Minister’s visit champions 100 in 100 apprenticeship campaign and the need for more apprentices in the region
Minister for Employment, Mims Davies MP from the Department for Work and Pensions (DWP) visited Leeds City College’s Printworks Campus during National Apprenticeship Week to promote apprenticeships in the region.
The minister met with Cheryl Smith, Principal of Printworks Campus, Lee Pryor, Director of Apprenticeships, Charlie Grayson, Head of Business & Commercial Development and several apprentices.
The minister, who is passionate about supporting young people and adults to gain the necessary skills and secure jobs now and in the future, helped launch the college’s 100 in 100 campaign, encouraging employers to consider taking on an apprentice.
The minister said: “At DWP we’re all about getting people ready to take local roles, and Leeds City College is doing a fantastic job working with employers across Yorkshire, to get them the people and skills they need.
“Apprenticeships aren’t just for young people, they can support people at any age or any career stage – and make sure we have the workforce we need, now, and for the future.”
“I’m absolutely behind the effort to get 100 more employers to step forward and take on some amazing apprentices, and future-proof their business by getting talent through the door.”
The minister also spoke to hospitality, engineering, events management and digital marketing apprentices on how the benefits of an apprenticeship have helped them to progress on to high level apprenticeships or full-time employment.

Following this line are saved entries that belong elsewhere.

//! Show the filter options built from the catalog.

use anyhow::Result;
use salon_commerce::search::Facet;

use super::{load_storefront, FacetsArgs};
use crate::context::Context;

/// Run the facets command.
pub async fn run(args: FacetsArgs, ctx: &Context) -> Result<()> {
    let shop = load_storefront(ctx).await?;
    let index = shop.filter_index();

    let facets: Vec<Facet> = match args.facet {
        Some(facet) => vec![facet],
        None => Facet::ALL.to_vec(),
    };

    if ctx.output.is_json() {
        let map: serde_json::Map<String, serde_json::Value> = facets
            .iter()
            .map(|f| (f.as_str().to_string(), serde_json::json!(index.options(*f))))
            .collect();
        ctx.output.json(&map);
        return Ok(());
    }

    for facet in facets {
        let options = index.options(facet);
        ctx.output
            .header(&format!("{} ({})", facet.as_str(), options.len()));
        ctx.output.list_item(&ctx.config.messages.any_option);
        for option in options {
            ctx.output.list_item(option);
        }
    }

    Ok(())
}
//! Catalog sources.

use std::path::PathBuf;

use async_trait::async_trait;

use crate::client::{FetchError, HttpSource};

/// Somewhere the catalog CSV text can be fetched from.
#[async_trait]
pub trait CatalogSource: Send + Sync {
    /// Fetch the whole catalog export as text.
    async fn fetch_text(&self) -> Result<String, FetchError>;

    /// Human-readable location, for logs and CLI output.
    fn describe(&self) -> String;
}

/// Catalog read from a local file.
#[derive(Debug, Clone)]
pub struct FileSource {
    path: PathBuf,
}

impl FileSource {
    pub fn new(path: impl Into<PathBuf>) -> Self {
        Self { path: path.into() }
    }
}

#[async_trait]
impl CatalogSource for FileSource {
    async fn fetch_text(&self) -> Result<String, FetchError> {
        let bytes = tokio::fs::read(&self.path)
            .await
            .map_err(|e| FetchError::Io(format!("{}: {e}", self.path.display())))?;
        String::from_utf8(bytes).map_err(|e| FetchError::Decode(e.to_string()))
    }

    fn describe(&self) -> String {
        self.path.display().to_string()
    }
}

/// A source location as given on the command line or in config.
#[derive(Debug, Clone, PartialEq, Eq)]
pub enum SourceSpec {
    Url(String),
    Path(PathBuf),
}

impl SourceSpec {
    /// `http://` and `https://` locations are URLs, anything else is a path.
    pub fn parse(location: &str) -> Self {
        let trimmed = location.trim();
        if trimmed.starts_with("http://") || trimmed.starts_with("https://") {
            SourceSpec::Url(trimmed.to_string())
        } else {
            SourceSpec::Path(PathBuf::from(trimmed))
        }
    }

    /// Build the source. `cache_bust` only applies to URLs.
    pub fn into_source(self, cache_bust: bool) -> Result<Box<dyn CatalogSource>, FetchError> {
        match self {
            SourceSpec::Url(url) => Ok(Box::new(HttpSource::new(&url)?.with_cache_bust(cache_bust))),
            SourceSpec::Path(path) => Ok(Box::new(FileSource::new(path))),
        }
    }
}
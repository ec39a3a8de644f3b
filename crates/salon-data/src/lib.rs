//! Catalog sources for the salon storefront.
//!
//! This crate provides:
//! - `CatalogSource` - Anything the catalog CSV can be fetched from
//! - `HttpSource` - Published spreadsheet export over HTTP, with cache busting
//! - `FileSource` - Local CSV file
//! - `load_catalog` - Fetch and parse in one step

mod client;
mod loader;
mod source;

pub use client::*;
pub use loader::*;
pub use source::*;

Events and projects manager, Laura Prince, started out as a Level 3 Advanced Business Administration apprentice at the college before progressing on to a Level 4 Higher Project Management apprenticeship in 2018. Laura now oversees four apprentices and credits the college for helping her achieve her goal.
She said: “Both my apprenticeships have supported my career progression, as I learnt relevant skills such as project management whilst also immersing myself in responsibilities within the organisation I work for.
“One of the biggest benefits I felt after completing my apprenticeships was that I had three years of work experience in events and projects rather than feeling like I had to start from scratch.”
Hospitality Team Member Apprentice, Taylor Butler, who has a visual and hearing impairment, has set his sights on becoming a pastry chef.
Taylor started on an Entry 3 in hospitality and catering in 2018 at college – an opportunity he says pushed him to pursue opportunities in the industry.
Taylor said: “Being at Leeds City College has been a great experience and encouraged learners like myself not to be worried because there is always someone to speak to and help you achieve your goals.
“Coming to college has made me more confident and doing what I am passionate about is a bonus.”
Charlie Grayson, Head of Commercial and Business Engagement at Leeds City College, said: “For employers, the decision to take on an apprentice is an important one. A number of vital industries across the country are experiencing acute skills shortages, this includes healthcare and engineering.
“Creating opportunities for learners wanting to study for an apprenticeship in industries that are struggling to recruit will open a new potential source of talent for these critical industries.
“It is key for us, as an education provider, to build relationships with employers and emphasise the benefits of apprenticeships. The 100 in 100 campaign is part of a plan that will ensure that apprentices are supported to complete their training and that employers are incentivised effectively to support them in their roles.”
The college aims to ensure that its apprenticeship provision continues to support the region’s businesses to secure the right apprentices, creating accessible opportunities for those looking to change their career or progress within their chosen industry.